Cingular joins OMTP.

"The Open Mobile Terminal Platform (OMTP) makes recommendations for handset and interface design based on the needs of carriers. The recommendations tend to focus on creating a friendlier and more secure experience for users, but also include technological requirements as well... T-Mobile, Sprint and Cingular now participate in the OMTP as do Nokia, Motorola, Samsung and Sony Ericsson."

What a waste.

"The only explanation I can think of is that a high proportion of the non-responders have been unable to get their phone to connect - possibly as their phone has the wrong settings. This failure of the mobile industry to make phones work 'out of the box' has been a constant refrain of mine since I started blogging and indeed, in many of the occasional articles I wrote before that. I thought that the situation had improved of late, but maybe it hasn’t at all." [read the post and related comments for more insight]

related: Never Underestimate the Ingenuity of Fools

"Cellular machine-to-machine (M2M) communications" coming your way.

"Cingular, Sprint, Verizon and Orange are increasingly interested in offering 'cellular machine-to-machine (M2M) communications.' It turns virtually any object into a networked object, via mobile telephony... M2M involves the use of cellular communications to connect remote sensing and monitoring devices to central networks wirelessly. It is often used for industrial process monitoring, usage metering and security applications... In essence, this would give the cellular carriers more enterprise data traffic to go along with their voice traffic -- and with less churn."

related: Strong Growth Forecast for Cellular Machine-to-Machine Communications
"How does this kind of M2M work? Consider utility meters that communicate their measurements to the power or gas company via cellular calls. Think of temperature and pressure monitoring of industrial equipment, particularly in the field. Think of pipeline flow monitoring. Some sensors can help optimize performance of equipment on the factory floor."

High profile virtual operators floundering.

"Mobile virtual network operators (MVNO) don't own a physical cellular network. Rather, they rent and resell spectrum from 'real' wireless operators as voice and data services. The most high-profile recent MVNO appeared when The Walt Disney Company launched the family-friendly Disney Mobile service - with tight parental controls - over the Sprint PCS network during the middle of last month. Some other, slightly older - but also high-profile MVNOs - could be in trouble, however... As of April, MVNOs accounted for around 5 percent of the total U.S. mobile market, but that number could rise to as high as 10 to 20 percent in the next few years, according to Gartner analysts."

ZTE and Bitfone partner.

"Bitfone Corporation... today announced that ZTE Corporation, China's largest listed domestic telecom equipment supplier and the fastest growing global provider of telecommunications equipment and network solutions, has selected Bitfone's Device Management Client Suite to fulfill its device requirements from domestic operators, such as China Mobile, and operators worldwide."

MVNO: Easy come, easy go.

"Chalk another on the board for the MVNO fallout.
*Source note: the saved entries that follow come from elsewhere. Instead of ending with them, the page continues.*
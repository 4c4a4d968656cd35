//! 图片存储 - 基础设施层
//!
//! 整个系统唯一的共享可变资源。
//!
//! - `ItemStore` 是带版本号的整体值：每次修改都先基于当前集合算出新集合，再整体替换
//! - `SharedStore` 用一把互斥锁包住 `ItemStore`，锁只在同步代码里持有，不跨 `.await`

use serde::Serialize;
use std::sync::{Arc, Mutex, MutexGuard};

use crate::models::{ImageItem, ItemId, ItemStatus, PendingImage, ToolMode, MAX_IMAGES};

/// 按插入顺序保存的图片集合
#[derive(Debug, Clone, Default)]
pub struct ItemStore {
    items: Arc<Vec<ImageItem>>,
    version: u64,
}

/// 合并新图片的结果
#[derive(Debug, Clone, Default, PartialEq, Eq)]
pub struct MergeReport {
    /// 实际加入的图片 ID（按顺序）
    pub added: Vec<ItemId>,
    /// 因容量不足被丢弃的数量
    pub dropped: usize,
}

/// 单个模式分区的概况
#[derive(Debug, Clone, Copy, PartialEq, Eq, Serialize)]
pub struct PartitionSummary {
    pub mode: ToolMode,
    pub total: usize,
    pub capacity: usize,
    pub idle: usize,
    pub processing: usize,
    pub done: usize,
    pub error: usize,
}

impl PartitionSummary {
    /// 是否有可以下载的结果
    pub fn has_downloads(&self) -> bool {
        self.done > 0
    }

    /// 分区内是否全部处理完成（空分区也算）
    pub fn all_done(&self) -> bool {
        self.done == self.total
    }

    pub fn space_left(&self) -> usize {
        self.capacity.saturating_sub(self.total)
    }
}

impl ItemStore {
    pub fn new() -> Self {
        Self::default()
    }

    /// 每次整体替换后递增
    pub fn version(&self) -> u64 {
        self.version
    }

    pub fn items(&self) -> &[ImageItem] {
        &self.items
    }

    pub fn get(&self, id: &ItemId) -> Option<&ImageItem> {
        self.items.iter().find(|item| &item.id == id)
    }

    fn replace(&mut self, next: Vec<ImageItem>) {
        self.items = Arc::new(next);
        self.version += 1;
    }

    /// 追加到末尾，保持到达顺序，不按内容去重
    pub fn add(&mut self, items: Vec<ImageItem>) {
        if items.is_empty() {
            return;
        }
        let mut next = Vec::with_capacity(self.items.len() + items.len());
        next.extend(self.items.iter().cloned());
        next.extend(items);
        self.replace(next);
    }

    /// 删除指定图片，不存在时什么都不做
    pub fn remove(&mut self, id: &ItemId) -> bool {
        if self.get(id).is_none() {
            return false;
        }
        let next = self
            .items
            .iter()
            .filter(|item| &item.id != id)
            .cloned()
            .collect();
        self.replace(next);
        true
    }

    /// 清空指定模式的所有图片，其他模式不受影响，返回删除数量
    pub fn clear(&mut self, mode: ToolMode) -> usize {
        let before = self.items.len();
        let next: Vec<ImageItem> = self
            .items
            .iter()
            .filter(|item| item.mode() != mode)
            .cloned()
            .collect();
        let removed = before - next.len();
        if removed > 0 {
            self.replace(next);
        }
        removed
    }

    /// 指定模式的图片，按插入顺序
    pub fn view_for(&self, mode: ToolMode) -> Vec<ImageItem> {
        self.items
            .iter()
            .filter(|item| item.mode() == mode)
            .cloned()
            .collect()
    }

    pub fn count(&self, mode: ToolMode) -> usize {
        self.items.iter().filter(|item| item.mode() == mode).count()
    }

    /// 剩余容量
    pub fn space_left(&self, mode: ToolMode) -> usize {
        MAX_IMAGES.saturating_sub(self.count(mode))
    }

    /// 按剩余容量截断后合并到指定模式，超出部分直接丢弃
    pub fn merge_pending(&mut self, pending: Vec<PendingImage>, mode: ToolMode) -> MergeReport {
        let space_left = self.space_left(mode);
        let incoming = pending.len();
        if space_left == 0 {
            return MergeReport {
                added: Vec::new(),
                dropped: incoming,
            };
        }

        let items: Vec<ImageItem> = pending
            .into_iter()
            .take(space_left)
            .map(|p| p.into_item(mode))
            .collect();
        let added: Vec<ItemId> = items.iter().map(|item| item.id.clone()).collect();
        let dropped = incoming - added.len();
        self.add(items);

        MergeReport { added, dropped }
    }

    /// 替换指定图片的状态，图片不存在时返回 false
    pub fn set_status(&mut self, id: &ItemId, status: ItemStatus) -> bool {
        if self.get(id).is_none() {
            return false;
        }
        let next = self
            .items
            .iter()
            .map(|item| {
                if &item.id == id {
                    let mut updated = item.clone();
                    updated.status = status.clone();
                    updated
                } else {
                    item.clone()
                }
            })
            .collect();
        self.replace(next);
        true
    }

    pub fn summary(&self, mode: ToolMode) -> PartitionSummary {
        let mut summary = PartitionSummary {
            mode,
            total: 0,
            capacity: MAX_IMAGES,
            idle: 0,
            processing: 0,
            done: 0,
            error: 0,
        };
        for item in self.items.iter().filter(|item| item.mode() == mode) {
            summary.total += 1;
            match item.status {
                ItemStatus::Idle => summary.idle += 1,
                ItemStatus::Processing => summary.processing += 1,
                ItemStatus::Done { .. } => summary.done += 1,
                ItemStatus::Error { .. } => summary.error += 1,
            }
        }
        summary
    }
}

/// 删除操作的结果
#[derive(Debug, Clone, Copy, PartialEq, Eq)]
pub enum RemoveOutcome {
    Removed,
    NotFound,
    /// 正在处理中的图片不能删除
    Busy,
}

/// 线程安全的共享存储句柄
#[derive(Debug, Clone, Default)]
pub struct SharedStore {
    inner: Arc<Mutex<ItemStore>>,
}

impl SharedStore {
    pub fn new() -> Self {
        Self::default()
    }

    fn lock(&self) -> MutexGuard<'_, ItemStore> {
        // 锁内只有同步的整体替换，中毒时数据依然一致
        self.inner.lock().unwrap_or_else(|poisoned| poisoned.into_inner())
    }

    /// 在锁内执行一次读改写
    pub fn update<R>(&self, f: impl FnOnce(&mut ItemStore) -> R) -> R {
        let mut store = self.lock();
        f(&mut store)
    }

    pub fn get(&self, id: &ItemId) -> Option<ImageItem> {
        self.lock().get(id).cloned()
    }

    pub fn view_for(&self, mode: ToolMode) -> Vec<ImageItem> {
        self.lock().view_for(mode)
    }

    pub fn count(&self, mode: ToolMode) -> usize {
        self.lock().count(mode)
    }

    pub fn summary(&self, mode: ToolMode) -> PartitionSummary {
        self.lock().summary(mode)
    }

    pub fn merge_pending(&self, pending: Vec<PendingImage>, mode: ToolMode) -> MergeReport {
        self.update(|store| store.merge_pending(pending, mode))
    }

    pub fn clear(&self, mode: ToolMode) -> usize {
        self.update(|store| store.clear(mode))
    }

    /// 删除图片；正在处理的图片保持不动
    pub fn remove(&self, id: &ItemId) -> RemoveOutcome {
        self.update(|store| {
            let busy = match store.get(id) {
                None => return RemoveOutcome::NotFound,
                Some(item) => item.status.is_processing(),
            };
            if busy {
                return RemoveOutcome::Busy;
            }
            store.remove(id);
            RemoveOutcome::Removed
        })
    }

    /// 原子地检查并进入 processing
    ///
    /// 只有 idle / error 的图片会被切换，返回切换后的图片；
    /// 其他情况（不存在、正在处理、已完成）返回 `None`
    pub fn begin_processing(&self, id: &ItemId) -> Option<ImageItem> {
        self.update(|store| {
            let processable = store.get(id)?.status.is_processable();
            if !processable {
                return None;
            }
            store.set_status(id, ItemStatus::Processing);
            store.get(id).cloned()
        })
    }

    /// 写入处理结果；图片已被删除时返回 false
    pub fn finish(&self, id: &ItemId, status: ItemStatus) -> bool {
        self.update(|store| store.set_status(id, status))
    }
}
EasyMobile ... is closing its service in the Netherlands after just 9 months. Well, as they say–easy come, easy go ... It’s an indictator of how crowded the MVNO market in certain markets has become, and could be a warning sign for the U.S., with its current MVNO gold rush mentality."

And the wireless walled garden comes tumbling down.

Sharon Armbrust of Jupiter Research writes: "The easier it gets for customers to replicate their internet experience on their mobiles, the sooner they will be clamoring to get out from under the not too green thumbs of their gardener carriers."

Earthlink's WiFi phone service.

"Earthlink plans to start selling WiFi-only phones starting in the fourth quarter of this year... In related news, Motorola has won a contract with TeliaSonera in Denmark to deploy its UMA solution (Unlicensed Mobile Access), for the operator's planned UMA service launch in the second half of 2006. UMA provides cellular mobility as well as better, cheaper coverage inside the home using a Wi-Fi connection. In addition, users will have a seamless mobility using a single device, a single number, contacts book, voicemail and billing."